For example, dial-up IKEv2 VPNs may authenticate any certificate issued from one of its trusted root certificates.  S2S VPNs can limit authentication to specific client certificates.  The best part, IMHO,  is the ability to apply unique cipher suites per S2S interface.  For example, we can create separate S2S interfaces for each client -including unique cipher suite standards.

How do we implement dynamic S2S VPNs?

PowerShell offers a straight-forward method to implement S2S VPNs.  However, consider using a GUI-Powershell hybrid approach that supports additional client management features.

Dynamic S2S via PowerShell:

The following example creates a new S2S interface with strong security targets:
• Certificate authentication
• IKEv2 Protocol
• Main Mode:   AES128-SHA256-DHGroup14
• Quick Mode:   AES256-SHA256

Add-VpnS2SInterface -name smj@stevenjordan.net -CustomPolicy -CipherTransformConstants AES128 -DHGroup Group14 -EncryptionMethod aes128 -IntegrityCheckMethod SHA256 -Destination 0.0.0.0 -Protocol IKEv2 -AuthenticationMethod MachineCertificates -ResponderAuthenticationMethod MachineCertificates -EncryptionType RequireEncryption

The interface name always matches the authentication certificate's subject name.  Some clients (e.g., iPhone) require a matching subject common name and matching subject alternative name (SAN) DNS name.  This attribute associates the authentication certificate with the S2S interface.  The destination flag is set to accept connection requests from any IP (i.e., it's dynamic).

Don't forget to lock down the VPN server.  Enforcing subject names does not secure the server.  Recall, Windows VPN server leaves its front door wide open -by default.  Windows VPN security requires manual changes:  http://www.stevenjordan.net/2016/10/door-wide-open-on-win-ikev2.html

Managing S2S connections via PowerShell:

Managing client connections is cumbersome compared to traditional RRAS client VPN tools.  For example, RRAS and Remote Access Management provide simple GUI tools to manage dial-up connections (Figure 1).  However, Remote Access Clients does not display S2S connections.  Additionally, RRAS Network Interfaces does display S2S interfaces by deafult.
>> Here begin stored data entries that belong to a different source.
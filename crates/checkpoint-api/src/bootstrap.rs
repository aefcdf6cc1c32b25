//! # Reference Data Bootstrap
//!
//! Seeds toll offices and required-document links at startup.
//!
//! If `REFERENCE_DATA` names a YAML file, it is loaded:
//!
//! ```yaml
//! toll_offices:
//!   - country: fr
//!   - country: gb
//! required_documents:
//!   - country: fr
//!     links:
//!       - https://www.service-public.fr/particuliers/vosdroits/N360
//! ```
//!
//! Otherwise the built-in defaults are used.

use std::path::{Path, PathBuf};

use checkpoint_core::CountryCode;
use checkpoint_state::RequiredDocument;
use serde::Deserialize;

use crate::state::{AppConfig, AppState};

/// Errors during bootstrap.
#[derive(Debug, thiserror::Error)]
pub enum BootstrapError {
    /// Reference data file not found at the given path.
    #[error("reference data not found: {path}")]
    NotFound { path: PathBuf },

    /// Reference data file is not valid YAML for [`ReferenceData`].
    #[error("invalid reference data in {path}: {source}")]
    Parse {
        path: PathBuf,
        #[source]
        source: serde_yaml::Error,
    },

    /// Reference data parsed but failed validation.
    #[error("invalid reference data: {errors:?}")]
    Invalid { errors: Vec<String> },

    /// IO error during bootstrap.
    #[error("IO error: {0}")]
    Io(#[from] std::io::Error),
}

/// Seed file layout.
#[derive(Debug, Clone, Default, Deserialize)]
pub struct ReferenceData {
    #[serde(default)]
    pub toll_offices: Vec<TollOfficeSeed>,
    #[serde(default)]
    pub required_documents: Vec<RequiredDocument>,
}

/// One toll office to create.
#[derive(Debug, Clone, Deserialize)]
pub struct TollOfficeSeed {
    pub country: CountryCode,
}

impl ReferenceData {
    /// Built-in reference data: one toll office each in France and the
    /// United Kingdom, with their entry-document links.
    pub fn builtin() -> Self {
        let code = |c: &str| CountryCode::new(c);
        let (Ok(fr), Ok(gb)) = (code("FR"), code("GB")) else {
            return Self::default();
        };
        Self {
            toll_offices: vec![
                TollOfficeSeed {
                    country: fr.clone(),
                },
                TollOfficeSeed {
                    country: gb.clone(),
                },
            ],
            required_documents: vec![
                RequiredDocument {
                    country: fr,
                    links: vec![
                        "https://www.service-public.fr/particuliers/vosdroits/N360".into(),
                        "https://france-visas.gouv.fr/".into(),
                    ],
                },
                RequiredDocument {
                    country: gb,
                    links: vec![
                        "https://www.gov.uk/uk-border-control".into(),
                        "https://www.gov.uk/check-uk-visa".into(),
                    ],
                },
            ],
        }
    }

    /// Load from a YAML file.
    pub fn load(path: &Path) -> Result<Self, BootstrapError> {
        if !path.exists() {
            return Err(BootstrapError::NotFound {
                path: path.to_path_buf(),
            });
        }
        let text = std::fs::read_to_string(path)?;
        let data: Self = serde_yaml::from_str(&text).map_err(|source| BootstrapError::Parse {
            path: path.to_path_buf(),
            source,
        })?;
        data.validate()?;
        Ok(data)
    }

    /// Every country must be an assigned ISO 3166-1 code, and each
    /// required-document country may appear only once.
    pub fn validate(&self) -> Result<(), BootstrapError> {
        let mut errors = Vec::new();
        for seed in &self.toll_offices {
            if !seed.country.is_assigned() {
                errors.push(format!("toll office country {} is not assigned", seed.country));
            }
        }
        let mut seen: Vec<&CountryCode> = Vec::new();
        for required in &self.required_documents {
            if !required.country.is_assigned() {
                errors.push(format!(
                    "required-document country {} is not assigned",
                    required.country
                ));
            }
            if seen.contains(&&required.country) {
                errors.push(format!(
                    "required-document country {} listed twice",
                    required.country
                ));
            }
            seen.push(&required.country);
        }
        if errors.is_empty() {
            Ok(())
        } else {
            Err(BootstrapError::Invalid { errors })
        }
    }

    /// Insert everything into `state`'s registry.
    pub fn apply(self, state: &AppState) {
        for seed in self.toll_offices {
            state.registry.add_toll_office(seed.country);
        }
        for required in self.required_documents {
            state.registry.set_required_documents(required);
        }
    }
}

/// Build the application state and seed its reference data.
pub fn bootstrap(config: AppConfig) -> Result<AppState, BootstrapError> {
    let data = match &config.reference_data {
        Some(path) => {
            tracing::info!(path = %path.display(), "loading reference data");
            ReferenceData::load(path)?
        }
        None => ReferenceData::builtin(),
    };
    let state = AppState::with_config(config);
    let (tolls, required) = (data.toll_offices.len(), data.required_documents.len());
    data.apply(&state);
    tracing::info!(
        toll_offices = tolls,
        required_documents = required,
        auth_enabled = state.config.auth_token.is_some(),
        "checkpoint bootstrapped"
    );
    Ok(state)
}
//! # Crossing Queries
//!
//! [`CrossingFilter`] narrows the crossing listing; [`TrafficQuery`] answers
//! "which road crossings went from country A to country B in this window".
//! Both are pure predicates over [`CrossingRecord`]; the registry supplies
//! the records and the toll countries.

use checkpoint_core::{CountryCode, PassengerKind, TollOfficeId};
use chrono::{DateTime, Duration, Utc};

use crate::crossing::CrossingRecord;
use crate::error::WorkflowError;

/// Conjunctive filter over registered crossings. Omitted bounds impose no
/// constraint.
#[derive(Debug, Clone, PartialEq, Eq)]
pub struct CrossingFilter {
    /// Only crossings whose exit was authorized.
    pub validated_only: bool,
    /// Inclusive lower bound on entry time.
    pub entry_time_from: Option<DateTime<Utc>>,
    /// Inclusive upper bound on entry time.
    pub entry_time_to: Option<DateTime<Utc>>,
    /// Passenger type discriminant.
    pub passenger_kind: Option<PassengerKind>,
    /// Entry or exit toll.
    pub toll_id: Option<TollOfficeId>,
    /// Inclusive lower bound on passenger count.
    pub passenger_count_min: Option<u32>,
    /// Inclusive upper bound on passenger count.
    pub passenger_count_max: Option<u32>,
}

impl Default for CrossingFilter {
    fn default() -> Self {
        Self {
            validated_only: true,
            entry_time_from: None,
            entry_time_to: None,
            passenger_kind: None,
            toll_id: None,
            passenger_count_min: None,
            passenger_count_max: None,
        }
    }
}

impl CrossingFilter {
    /// Whether `record` passes every provided constraint. Unregistered
    /// crossings never match.
    pub fn matches(&self, record: &CrossingRecord) -> bool {
        let Some(entry_time) = record.entry_time.filter(|_| record.is_registered()) else {
            return false;
        };
        if self.validated_only && !record.is_valid() {
            return false;
        }
        if self.entry_time_from.is_some_and(|from| entry_time < from) {
            return false;
        }
        if self.entry_time_to.is_some_and(|to| entry_time > to) {
            return false;
        }
        if self
            .passenger_kind
            .is_some_and(|kind| record.passenger_type.kind() != kind)
        {
            return false;
        }
        if self.toll_id.is_some_and(|toll| !record.touches_toll(toll)) {
            return false;
        }
        if self
            .passenger_count_min
            .is_some_and(|min| record.passenger_count < min)
        {
            return false;
        }
        if self
            .passenger_count_max
            .is_some_and(|max| record.passenger_count > max)
        {
            return false;
        }
        true
    }
}

/// Closed time interval `[start, end]`.
#[derive(Debug, Clone, Copy, PartialEq, Eq)]
pub struct TimeWindow {
    /// Inclusive start.
    pub start: DateTime<Utc>,
    /// Inclusive end.
    pub end: DateTime<Utc>,
}

impl TimeWindow {
    /// Whether `t` lies inside the window.
    pub fn contains(&self, t: DateTime<Utc>) -> bool {
        self.start <= t && t <= self.end
    }
}

/// How far back, in seconds, the traffic window reaches when no start is given.
pub const DEFAULT_LOOKBACK_SECS: i64 = 60;

/// Validated request for road traffic between two countries.
#[derive(Debug, Clone, PartialEq, Eq)]
pub struct TrafficQuery {
    /// Country of the entry toll.
    pub from: CountryCode,
    /// Country of the exit toll.
    pub to: CountryCode,
    /// Window start.
    pub start: Option<DateTime<Utc>>,
    /// Window end.
    pub end: Option<DateTime<Utc>>,
}

impl TrafficQuery {
    /// Validate raw query parameters.
    ///
    /// Both countries are required two-letter codes; an end requires a
    /// start; the end may not precede the start.
    pub fn new(
        from: Option<&str>,
        to: Option<&str>,
        start: Option<DateTime<Utc>>,
        end: Option<DateTime<Utc>>,
    ) -> Result<Self, WorkflowError> {
        let from = from
            .ok_or_else(|| WorkflowError::InvalidRequest("`from` country is required".into()))?;
        let to =
            to.ok_or_else(|| WorkflowError::InvalidRequest("`to` country is required".into()))?;
        let from = CountryCode::new(from)?;
        let to = CountryCode::new(to)?;
        match (start, end) {
            (None, Some(_)) => {
                return Err(WorkflowError::InvalidRequest(
                    "`end` requires `start`".into(),
                ))
            }
            (Some(s), Some(e)) if e < s => {
                return Err(WorkflowError::InvalidRequest(
                    "`end` precedes `start`".into(),
                ))
            }
            _ => {}
        }
        Ok(Self {
            from,
            to,
            start,
            end,
        })
    }

    /// Resolve the window against `now`: `[start or now - 1min, end or now]`.
    pub fn window(&self, now: DateTime<Utc>) -> TimeWindow {
        TimeWindow {
            start: self
                .start
                .unwrap_or(now - Duration::seconds(DEFAULT_LOOKBACK_SECS)),
            end: self.end.unwrap_or(now),
        }
    }

    /// Whether `record`, whose tolls lie in `entry_country` and
    /// `exit_country`, is road traffic in this direction with entry or exit
    /// inside `window`.
    pub fn matches(
        &self,
        record: &CrossingRecord,
        entry_country: Option<&CountryCode>,
        exit_country: Option<&CountryCode>,
        window: &TimeWindow,
    ) -> bool {
        if !record.transport.is_road() || !record.is_registered() {
            return false;
        }
        if entry_country != Some(&self.from) || exit_country != Some(&self.to) {
            return false;
        }
        record.entry_time.is_some_and(|t| window.contains(t))
            || record.exit_time.is_some_and(|t| window.contains(t))
    }
}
Figure 1.  RRAS Client Connections.
The RRAS management GUI does not play well with dynamic S2S connections.  The Remote Access Clients tab does not display active connections.  However, the GUI will display active IKEv2 WAN Miniports:

Figure 2.  Active WAN Miniports.  Good enough.
PowerShell provides a better method to view active S2S connections:
PS C:\Users\SMJ> Get-VpnS2SInterface
RoutingDomain Name Destination AdminStatus ConnectionState
------ ------- ----------- ----------- ---------------
XXXXXX-XXXX-SMJ {0.0.0.0} True Connected

Dynamic S2S GUI-Powershell Hybrid

Alternately, create dynamic S2S interfaces with the RRAS GUI.  This approach offers some S2S client management benefits.  Keep in mind, these S2S interfaces use default cryptographic algorithms.  We'll need to modify S2S security targets with PowerShell:

Step 1.  RRAS → VNS server → Right-click Network Inerfaces → New Demand-Dial Interface:

• Interface Name:  Certificate's subject common name.
• Connection Type:  VPN → Next
• VPN Type:  IKEv2 → Next
• Hostname:  None (leave blank) → Next
• Protocols & Security:  Route IP packets on this interface → Next
• Static Routes:  None (or add based on your organization's needs).
• Dial-Out Credentials:  None → Next → Finish.

Step 2:  Edit S2S interface properties → Options tab.
• Connection type:  Persistent connection →  OK.

Step 3:  Edit security targets for S2S interface in PowerShell.
PS C:\Users\SMJ> Set-VpnS2SInterface -name xxxx-xxxx-SMJ -CustomPolicy -CipherTransformConstants AES256 -DHGroup Group14 -EncryptionMethod aes256 -IntegrityCheckMethod SHA256 -EncryptionType RequireEncryption

WARNING: VPN site-to-site adapter xxxx-xxxx-SMJ will be modified and the parameters 
other than IPv4Subnet/IPv6Subnet will be applicable next time the connection is dialed.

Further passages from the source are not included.